EUR EURUSD rose steadily throughout the day yesterday, taking the pair well clear of Wednesday’s lows, while the single currency continued to make inroads against sterling. Yesterday’s meeting minutes from the European Central Bank were predictably tight lipped on the main dilemma confronting the Governing Council, stating that the ECB’s asset purchase program still had high levels of support. No signs emerged of a deal between eurozone creditors and the International Monetary Fund for the IMF to participate in the latest Greek bailout disbursement, raising the possibility that Greece will be unable to meet its next 7bn round of payments in July. Today at 09:00 GMT eurozone Current Account data will be released.
USD The week is ending with a whimper rather than a bang for USD, which was threatening to reach some significant highs against EUR earlier in the week but has since softened. The Trump administration remains in apparent disarray after the resignation of several key figures, possibly hampering confidence in policy driven growth in the near future. Yesterday’s US economic data remained fairly strong however, with Building Permits rising to 1.29m and Initial Jobless Claims remaining at historically low levels. The Survey based Philly Fed Manufacturing Index also exceeded expectations and showed a sharp increase in confidence among the survey paritcipants. Today at 15:00 GMT the Conference board’s Leading Index will be released.

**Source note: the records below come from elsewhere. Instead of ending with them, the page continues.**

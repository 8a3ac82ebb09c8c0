use proptest::prelude::*;
use robolink_communication::{ResponseParser, ResponseStatus};
use robolink_core::{Chart, DeviceKind, NodeUpdate, Pose, StateItem};

#[test]
fn test_robot_line_batch() {
    let text = "base 0 0 0 0 0 0\nshoulder 0 0 400 0 90 0\nbroken 1 2 3\nnospace\n\n";
    let updates = ResponseParser::parse_line_batch(text, DeviceKind::Robot).unwrap();

    assert_eq!(updates.len(), 2);
    assert_eq!(
        updates[1],
        NodeUpdate::Position {
            node: "shoulder".to_string(),
            pose: Pose::new(0.0, 0.0, 400.0, 0.0, 90.0, 0.0),
        }
    );
}

#[test]
fn test_tool_line_batch_keeps_descriptor() {
    let text = "jaw_left move 0 0 12.5\njaw_right  move 0 0 -12.5 \n";
    let updates = ResponseParser::parse_line_batch(text, DeviceKind::Tool).unwrap();

    assert_eq!(
        updates,
        vec![
            NodeUpdate::Action {
                node: "jaw_left".to_string(),
                action: "move 0 0 12.5".to_string(),
            },
            NodeUpdate::Action {
                node: "jaw_right".to_string(),
                action: "move 0 0 -12.5".to_string(),
            },
        ]
    );
}

#[test]
fn test_empty_batch_is_no_data() {
    assert_eq!(ResponseParser::parse_line_batch("", DeviceKind::Robot), None);
    assert_eq!(ResponseParser::parse_line_batch(" \n\n", DeviceKind::Tool), None);
    assert_eq!(
        ResponseParser::parse_line_batch("nospace", DeviceKind::Tool),
        Some(vec![])
    );
}

#[test]
fn test_payload_empty_vs_no_data() {
    let none: Option<Vec<StateItem>> = ResponseParser::parse_payload("  ", "states").unwrap();
    assert_eq!(none, None);

    let empty: Option<Vec<StateItem>> = ResponseParser::parse_payload("[]", "states").unwrap();
    assert_eq!(empty, Some(vec![]));
}

#[test]
fn test_payload_never_partial() {
    let text = r#"[{"name":"Load","data":[]},{"name":42}]"#;
    let result = ResponseParser::parse_payload::<Chart>(text, "charts");
    assert!(result.is_err());
}

#[test]
fn test_done_message_variants() {
    assert_eq!(
        ResponseParser::parse_status("<done: Connected to 10.0.0.5 >").unwrap(),
        ResponseStatus::Done("Connected to 10.0.0.5".to_string())
    );
    assert_eq!(
        ResponseParser::parse_status("<done>").unwrap(),
        ResponseStatus::Done("Done".to_string())
    );
}

proptest! {
    #[test]
    fn prop_six_numbers_parse_in_order(c in prop::array::uniform6(-1.0e6f64..1.0e6)) {
        let text = c.iter().map(|v| v.to_string()).collect::<Vec<_>>().join(" ");
        let pose = ResponseParser::parse_pose(&text).unwrap();
        prop_assert_eq!(pose.components(), c);
    }

    #[test]
    fn prop_wrong_count_is_rejected(values in prop::collection::vec(-1.0e3f64..1.0e3, 0..12)) {
        prop_assume!(values.len() != 6);
        let text = values.iter().map(|v| v.to_string()).collect::<Vec<_>>().join(" ");
        prop_assert!(ResponseParser::parse_pose(&text).is_err());
    }

    #[test]
    fn prop_status_message_is_trimmed(msg in "[a-zA-Z0-9 ]{0,24}") {
        let text = format!("<failed:{}>", msg);
        let status = ResponseParser::parse_status(&text).unwrap();
        let expected = if msg.trim().is_empty() { "Failed" } else { msg.trim() };
        prop_assert_eq!(status.message(), expected);
        prop_assert!(!status.is_done());
    }
}
//! Robolink Settings Crate
//!
//! Device configuration: which devices exist, how to reach their module
//! endpoints, and the connection parameters and timing used for each.

pub mod config;
pub mod error;

pub use config::{
    default_config_path, sanitize_device_name, socket_path, Config, DeviceSettings,
    TransportKind,
};
pub use error::{SettingsError, SettingsResult};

CAD This week’s large increase in crude oil stockpiles has meant little for the loonie, which saw a burst of strength against USD yesterday that quickly receded. The move was driven by volatility in crude oil prices, as OPEC signalled a possible extension to the current supply reduction deal. Today at 13:30 GMT Foreign Securities data will be released.
- Gauke defends changes to business rates Government hits back at ‘scaremongering’ ratings agents. A UK minister has rejected the growing chorus of complaints from companies about rising business rates, saying it was merely updating them to take account of market conditions and was raising no extra money. David Gauke, chief secretary to the Treasury, said it was right that businesses in areas that were prospering paid higher taxes. “They’re paying more because their rent has gone up, because they are in sectors that are flourishing or parts of the country that are flourishing,” he told the BBC Today programme on Friday morning.
- EU workers in Britain drop in late 2016 after Brexit vote – Reuters A steady rise in the number of European Union migrants working in Britain stalled at the end of 2016, suggesting the Brexit vote, and the subsequent fall in the value of the pound, might have made the country less attractive as a place to work. The number of non-UK EU nationals employed in Britain fell by 19,000 in the final three months of 2016 from the previous quarter, to stand at 2.24 million. That was the biggest drop in any other October-December period since records began 20 years ago, official data showed. It compared with a rise of 12,000 in the same period of 2015 and a jump of 121,000 in the fourth quarter of 2014.